Of those relatives, I only knew two of them (the grandmothers). My paternal grandfather died 3.5 years before I was born (I was also named after him ─ a Jewish tradition where you name a baby after a relative who recently died (a form of respect for the departed, I think). Me and my two cousins on my father's side were all named after him (Lee (moi, obviously), Laura, and Lynn). My maternal grandfather died shortly before I was 9 but I only met him once (long story, maybe for another day), and my great aunt died in 1952 at 57 in a mental institution in Westchester County, NY. Here, to be exact, ar the Hudson River State Hospital. I found this site when, by coincidence, Chas had mentioned the site a few months back on his blog. She spent the last 35 years or so of her life institutionalized for some mental illness I'm not sure of. My sister thinks it was probably manic depression, which I gather wasn't quite understood back in 1917, let alone treated at all. The story goes that she witnessed her husband being run over by a milk wagon from her apartment window, while he was crossing the street on his way to work (he died at the age of 21 of the injuries a few days later -- I still have the telegram from the hospital telling her he died!) and with the stress of a two year old child and another one due, witnessing the accident and his subsequent death sorta pushed her over the edge.

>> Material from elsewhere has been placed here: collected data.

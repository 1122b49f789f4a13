//! Result readback protocol
//!
//! One dispatch produces one interleaved record per lane. The backend
//! cannot hand back a single logical channel on its own: every lane record
//! is four 4-component vectors (visual, nonce-flag, digest-lo, digest-hi),
//! and the reader de-interleaves, taking only the component it needs.
//!
//! A [`ResultChannel`] owns a host-memory snapshot taken before the device
//! buffers are released; it never aliases a mapped device view.

use crate::types::LaneResult;
use crate::{Error, Result};

/// u32 components per lane record (4 vectors of 4)
pub const LANE_STRIDE: usize = 16;

/// Component offset of the visual vector within a lane record
pub(crate) const VISUAL: usize = 0;
/// Component offset of the nonce-flag vector
pub(crate) const NONCE: usize = 4;
/// Component offset of the digest vectors (8 contiguous words)
pub(crate) const DIGEST: usize = 8;

/// Wire encoding of "no hit in this lane"
pub const NONCE_SENTINEL: u32 = u32::MAX;

/// Logical output channels of one dispatch
#[derive(Debug, Clone, Copy, PartialEq, Eq)]
pub enum ChannelSelector {
    /// Human-visualization channel; functionally inert
    Visual,
    /// Signed nonce with the all-ones not-found sentinel
    NonceFlag,
    /// Leading digest word
    DigestWord,
}

/// Host-owned snapshot of one dispatch's per-lane output records
#[derive(Debug, Clone)]
pub struct ResultChannel {
    raw: Vec<u32>,
    lane_count: u32,
    full_digest: bool,
}

impl ResultChannel {
    /// Wrap a raw interleaved readback.
    ///
    /// `full_digest` marks the exact-digest kernel variant, which populates
    /// all 8 digest words instead of only the leading one.
    pub fn from_raw(raw: Vec<u32>, lane_count: u32, full_digest: bool) -> Result<Self> {
        let expected = lane_count as usize * LANE_STRIDE;
        if raw.len() != expected {
            return Err(Error::batch(format!(
                "readback of {} words does not cover {} lanes ({} expected)",
                raw.len(),
                lane_count,
                expected
            )));
        }
        Ok(Self {
            raw,
            lane_count,
            full_digest,
        })
    }

    pub fn lane_count(&self) -> u32 {
        self.lane_count
    }

    /// De-interleave one logical channel: the leading component of the
    /// selected vector for every lane, in row-major lane order.
    pub fn read(&self, selector: ChannelSelector) -> Vec<u32> {
        let offset = match selector {
            ChannelSelector::Visual => VISUAL,
            ChannelSelector::NonceFlag => NONCE,
            ChannelSelector::DigestWord => DIGEST,
        };
        (0..self.lane_count as usize)
            .map(|lane| self.raw[lane * LANE_STRIDE + offset])
            .collect()
    }

    fn decode_lane(&self, lane: usize) -> LaneResult {
        let record = &self.raw[lane * LANE_STRIDE..(lane + 1) * LANE_STRIDE];
        let nonce_bits = record[NONCE];
        let nonce = if nonce_bits == NONCE_SENTINEL {
            -1
        } else {
            nonce_bits as i64
        };
        let digest = if self.full_digest {
            let mut words = [0u32; 8];
            words.copy_from_slice(&record[DIGEST..DIGEST + 8]);
            Some(words)
        } else {
            None
        };
        LaneResult {
            lane: lane as u32,
            nonce,
            digest_word0: record[DIGEST],
            digest,
        }
    }

    /// Structured view of every lane
    pub fn lane_results(&self) -> Vec<LaneResult> {
        (0..self.lane_count as usize)
            .map(|lane| self.decode_lane(lane))
            .collect()
    }

    /// First successful lane in fixed row-major scan order.
    ///
    /// This is the tie-break among simultaneously successful lanes; the
    /// winner is not necessarily the smallest satisfying nonce.
    pub fn first_hit(&self) -> Option<LaneResult> {
        (0..self.lane_count as usize)
            .map(|lane| self.decode_lane(lane))
            .find(|result| result.found())
    }
}
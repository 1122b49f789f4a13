//! CPU-side double-check of kernel results
//!
//! Every accepted lane is recomputed with the reference primitive before
//! the run reports success. A disagreement is a kernel-implementation
//! defect and aborts the run with both digests attached; it is never
//! retried or downgraded to a miss.
//!
//! Verification stays mandatory even at low difficulties: parallel
//! backends have historically drifted from the reference once the
//! leading-zero difficulty passed 6 (a nonce-encoding fault at the
//! host/kernel boundary), and this is the stage that makes such drift
//! loud instead of silent.

use crate::crypto;
use crate::types::Digest;
use crate::{Error, Result};

/// Confirm a search hit: the kernel reported only the leading digest word.
///
/// Returns the full reference digest of (prefix ‖ be32(nonce)) on success.
pub fn verify_search_hit(prefix: &[u8], nonce: u32, reported_word0: u32) -> Result<Digest> {
    let reference = crypto::digest_with_nonce(prefix, nonce);
    if reference.word0() != reported_word0 {
        return Err(Error::hash_mismatch(
            format!("{:08x}", reported_word0),
            reference.to_hex(),
        ));
    }
    Ok(reference)
}

/// Confirm an exact-digest hit: the kernel reported all 8 words.
pub fn verify_exact(prefix: &[u8], nonce: u32, reported: &Digest) -> Result<Digest> {
    let reference = crypto::digest_with_nonce(prefix, nonce);
    if &reference != reported {
        return Err(Error::hash_mismatch(reported.to_hex(), reference.to_hex()));
    }
    Ok(reference)
}

/// Confirm a no-nonce hit against the reference digest of the message itself.
pub fn verify_message_digest(message: &[u8], reported_word0: u32) -> Result<Digest> {
    let reference = crypto::digest_of(message);
    if reference.word0() != reported_word0 {
        return Err(Error::hash_mismatch(
            format!("{:08x}", reported_word0),
            reference.to_hex(),
        ));
    }
    Ok(reference)
}

#[cfg(test)]
mod tests {
    use super::*;
    use assert_matches::assert_matches;

    #[test]
    fn test_search_hit_accepts_matching_word() {
        let prefix = crypto::input_hash(b"verify me");
        let reference = crypto::digest_with_nonce(&prefix, 42);

        let verified = verify_search_hit(&prefix, 42, reference.word0()).unwrap();
        assert_eq!(verified, reference);
    }

    #[test]
    fn test_corrupted_word_raises_mismatch() {
        let prefix = crypto::input_hash(b"verify me");
        let reference = crypto::digest_with_nonce(&prefix, 42);

        let err = verify_search_hit(&prefix, 42, reference.word0() ^ 1).unwrap_err();
        assert_matches!(err, Error::HashMismatch { .. });
        assert!(err.is_fatal());
        // the fault carries both digests for diagnosis
        let text = err.to_string();
        assert!(text.contains(&format!("{:08x}", reference.word0() ^ 1)));
        assert!(text.contains(&reference.to_hex()));
    }

    #[test]
    fn test_exact_verification_checks_all_words() {
        let prefix = [5u8; 32];
        let reference = crypto::digest_with_nonce(&prefix, 12345);
        assert!(verify_exact(&prefix, 12345, &reference).is_ok());

        let mut words = *reference.words();
        words[7] ^= 0x8000_0000;
        assert_matches!(
            verify_exact(&prefix, 12345, &Digest::new(words)),
            Err(Error::HashMismatch { .. })
        );

        // right digest, wrong nonce: still a mismatch
        assert_matches!(
            verify_exact(&prefix, 12346, &reference),
            Err(Error::HashMismatch { .. })
        );
    }

    #[test]
    fn test_message_digest_verification() {
        let reference = crypto::digest_of(b"Hello, World!");
        let verified = verify_message_digest(b"Hello, World!", reference.word0()).unwrap();
        assert_eq!(verified, reference);

        assert_matches!(
            verify_message_digest(b"Hello, World!", !reference.word0()),
            Err(Error::HashMismatch { .. })
        );
    }
}
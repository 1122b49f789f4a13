//! Reference digest primitive
//!
//! Thin wrapper over the `sha2` crate. This is the trusted, sequential side
//! of the engine: it hashes the raw input to produce the fixed search
//! prefix, and it recomputes every accepted candidate before the result is
//! trusted. The parallel kernels never feed back into it.

use crate::block::NONCE_BYTES;
use crate::types::Digest;
use sha2::{Digest as _, Sha256};

/// SHA-256 over an arbitrary byte sequence
pub fn sha256(data: &[u8]) -> [u8; 32] {
    let mut hasher = Sha256::new();
    hasher.update(data);
    hasher.finalize().into()
}

/// SHA-256 as a word digest
pub fn digest_of(data: &[u8]) -> Digest {
    Digest::from_bytes(&sha256(data))
}

/// The fixed 32-byte prefix the search appends candidate nonces to
pub fn input_hash(input: &[u8]) -> [u8; 32] {
    sha256(input)
}

/// Reference digest of (prefix ‖ be32(nonce))
pub fn digest_with_nonce(prefix: &[u8], nonce: u32) -> Digest {
    let mut message = Vec::with_capacity(prefix.len() + NONCE_BYTES);
    message.extend_from_slice(prefix);
    message.extend_from_slice(&nonce.to_be_bytes());
    digest_of(&message)
}
//! Benchmarks for the hash-search hot paths

use criterion::{criterion_group, criterion_main, Criterion};
use gridhash::block::MessageBlock;
use gridhash::crypto;
use gridhash::kernel::{cpu::compress_block, CpuKernel, HashKernel, KernelGrid};
use gridhash::types::{DifficultyTarget, DispatchBatch};
use std::hint::black_box;

fn bench_single_hash(c: &mut Criterion) {
    let prefix = [0xABu8; 32];
    let block = MessageBlock::with_nonce_slot(&prefix).unwrap();

    c.bench_function("compress_block_with_nonce", |b| {
        let mut nonce = 0u32;
        b.iter(|| {
            nonce = nonce.wrapping_add(1);
            black_box(compress_block(&block.words_with_nonce(nonce)))
        })
    });

    c.bench_function("reference_digest_with_nonce", |b| {
        let mut nonce = 0u32;
        b.iter(|| {
            nonce = nonce.wrapping_add(1);
            black_box(crypto::digest_with_nonce(&prefix, nonce))
        })
    });
}

fn bench_cpu_dispatch(c: &mut Criterion) {
    let runtime = tokio::runtime::Runtime::new().unwrap();
    let kernel = CpuKernel::new(KernelGrid::new(8, 8), 0);
    let block = MessageBlock::with_nonce_slot(&[0xABu8; 32]).unwrap();
    // 32 leading zero bits never hits, so the dispatch does full work
    let target = DifficultyTarget::LeadingZeroBits(32);

    c.bench_function("cpu_dispatch_64_lanes_x16", |b| {
        b.iter(|| {
            let batch = DispatchBatch::new(0, 64, 16).unwrap();
            let channel = runtime
                .block_on(kernel.dispatch(&block, &target, batch))
                .unwrap();
            black_box(channel.first_hit())
        })
    });
}

criterion_group!(benches, bench_single_hash, bench_cpu_dispatch);
criterion_main!(benches);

Which leads me to a story about him. As mentioned, he died in 1916 and as the years/decades went by, fewer and fewer were left alive who had met him and knew what he looked like. My grandmother was the last of them and when she started going senile, that was that. No photographs of him were known to exist UNTIL the late 1980's when my father decided to FINALLY go through several LARGE shopping bags STUFFED with papers and photographs my grandmother had stuffed in the back of one of her closets. Lo and behold, there was not only the telegram from the hospital but a family group photo that included him. I'm now the proud guardian of them plus hundreds of other family photos and papers that my parents and sister had sent to me when my parents sold their NYC apartment a few years back.
Once I finally get off my ass and set up my scanner, I'll see about posting a few old photos.